Secretário alerta que bares sem cautela podem ser responsabilizados por bebidas adulteradas
Paulo Pereira, secretário nacional do consumidor, afirmou no UOL News, do Canal UOL, que bares e estabelecimentos que comercializam bebidas adulteradas podem ser responsabilizados legalmente, mesmo que não tenham participado diretamente da falsificação.
Recentes casos de intoxicação e mortes por consumo de bebidas com metanol em São Paulo reacenderam o debate sobre a responsabilidade desses locais e os direitos das vítimas. A legislação vigente prevê punições rigorosas e reparação integral aos afetados.
Segundo Paulo Pereira, é importante identificar o ponto onde ocorreu a adulteração. “Um bar de boa-fé pode comprar uma bebida adulterada, enquanto outro pode ser o próprio local que adulterou o produto. O esforço principal é localizar a origem da falsificação. Se as bebidas falsas estão saindo de algum centro integrado e os estabelecimentos estão apenas comprando de boa-fé, estes também podem se tornar vítimas”, explicou o secretário.
Ele esclareceu que a responsabilidade não se limita aos locais que adulteram as bebidas. “Um estabelecimento que adquiriu bebida irregular — sem nota fiscal, a um preço muito baixo, com garrafas mal acondicionadas, de um fornecedor desconhecido ou que se apresentou com condições muito superiores às dos fornecedores habituais — e que não tomou cautela quanto à procedência, também pode ser responsabilizado.
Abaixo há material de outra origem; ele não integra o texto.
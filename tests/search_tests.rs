//! End-to-end search behavior.

use std::time::Duration;

use krait::board::Board;
use krait::search::{Engine, SearchLimits};

fn best_move(fen: &str, limits: SearchLimits) -> Option<String> {
    let engine = Engine::new();
    let board = Board::from_fen(fen);
    let report = engine.start_search(&board, &limits);
    report.best_move.map(|m| m.to_string())
}

#[test]
fn test_finds_back_rank_mate_in_one() {
    let best = best_move("6k1/5ppp/8/8/8/8/8/R5K1 w - - 0 1", SearchLimits::depth(4));
    assert_eq!(best.as_deref(), Some("a1a8"));
}

#[test]
fn test_finds_queen_mate_in_one() {
    let best = best_move("6k1/5ppp/8/8/8/8/8/1Q4K1 w - - 0 1", SearchLimits::depth(4));
    assert_eq!(best.as_deref(), Some("b1b8"));
}

#[test]
fn test_takes_the_hanging_rook() {
    // The long diagonal is open and the rook on a8 is loose
    let best = best_move("r3k3/8/8/8/8/8/8/4K2Q w - - 0 1", SearchLimits::depth(4));
    assert_eq!(best.as_deref(), Some("h1a8"));
}

#[test]
fn test_mated_position_reports_none() {
    // Fool's mate delivered: black to move has no legal moves
    let best = best_move(
        "rnb1kbnr/pppp1ppp/8/4p3/6Pq/5P2/PPPPP2P/RNBQKBNR w KQkq - 1 3",
        SearchLimits::depth(3),
    );
    // White is mated here (Qh4#), so there is no move to report
    assert_eq!(best, None);
}

#[test]
fn test_stalemate_reports_none() {
    let best = best_move("7k/5Q2/6K1/8/8/8/8/8 b - - 0 1", SearchLimits::depth(3));
    assert_eq!(best, None);
}

#[test]
fn test_castles_to_safety_under_time() {
    // Open c-file with an enemy queen: tucking the king away wins the
    // safety race
    let best = best_move(
        "2q1k3/8/8/8/8/3PPPPP/3PPPPP/4K2R w K - 0 1",
        SearchLimits::movetime(500),
    );
    assert_eq!(best.as_deref(), Some("e1g1"));
}

#[test]
fn test_pinned_position_yields_only_legal_play() {
    // Heavily pinned middlegame: whatever the engine picks must be
    // verifiably legal (no self-exposure along the e-file)
    let fen = "r1q1r1k1/3b1p1p/3p4/2p3p1/1p1Pn3/1P1PPQ2/P2PK1PP/R2RBB2 w - - 0 1";
    let mut board = Board::from_fen(fen);
    let legal = board.generate_legal();
    for &m in legal.iter() {
        board.play(m);
        assert!(
            !board.is_in_check(board.side_to_move().opponent()),
            "generated move {m} exposes the king"
        );
        board.unplay(m);
    }

    let best = best_move(fen, SearchLimits::movetime(500)).expect("a move must be found");
    assert!(
        legal.iter().any(|m| m.to_string() == best),
        "search returned non-legal move {best}"
    );
}

#[test]
fn test_depth_limited_search_terminates_quickly() {
    let engine = Engine::new();
    let board = Board::new();
    let start = std::time::Instant::now();
    let report = engine.start_search(&board, &SearchLimits::depth(5));
    assert!(report.best_move.is_some());
    assert!(report.nodes > 0);
    assert!(start.elapsed() < Duration::from_secs(30));
}

#[test]
fn test_stop_flag_aborts_infinite_search() {
    let engine = Engine::new();
    let board = Board::new();

    let handle = {
        let engine = engine.clone();
        std::thread::spawn(move || {
            let limits = SearchLimits {
                infinite: true,
                ..Default::default()
            };
            engine.start_search(&board, &limits)
        })
    };

    std::thread::sleep(Duration::from_millis(300));
    engine.stop();
    let report = handle.join().expect("search thread panicked");
    assert!(report.best_move.is_some(), "cancelled search still reports a move");
}

#[test]
fn test_multithreaded_search_agrees_on_legality() {
    let mut engine = Engine::new();
    engine.set_threads(4);
    let board =
        Board::from_fen("r1bqkb1r/pppp1ppp/2n2n2/4p3/2B1P3/5N2/PPPP1PPP/RNBQK2R w KQkq - 4 4");
    let report = engine.start_search(&board, &SearchLimits::depth(6));

    let best = report.best_move.expect("move expected");
    assert!(board.generate_legal().contains(best));
}

#[test]
fn test_movetime_deadline_is_respected() {
    let engine = Engine::new();
    let board = Board::new();
    let start = std::time::Instant::now();
    let report = engine.start_search(&board, &SearchLimits::movetime(200));
    let elapsed = start.elapsed();
    assert!(report.best_move.is_some());
    // Generous slack: the deadline is polled every 32k nodes
    assert!(
        elapsed < Duration::from_millis(2000),
        "search overshot its budget: {elapsed:?}"
    );
}

#[test]
fn test_search_result_is_reproducible_single_thread() {
    // One thread, fixed depth, cleared tables: the same move each time
    let fen = "r1bqkb1r/pppp1ppp/2n2n2/4p3/2B1P3/5N2/PPPP1PPP/RNBQK2R w KQkq - 4 4";
    let run = || {
        let engine = Engine::new();
        let board = Board::from_fen(fen);
        engine
            .start_search(&board, &SearchLimits::depth(5))
            .best_move
            .map(|m| m.to_string())
    };
    assert_eq!(run(), run());
}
Ele deve comprovar que atuou com cuidado e com fornecedores confiáveis.”
O secretário ressaltou que a responsabilização abrange tanto quem adulterou quanto quem agiu com negligência na comercialização. “Primeiro, os responsáveis são aqueles que adulteraram as bebidas. Além disso, mesmo estabelecimentos ou órgãos que não adulteraram, mas agiram sem a devida cautela, podem ser responsabilizados.”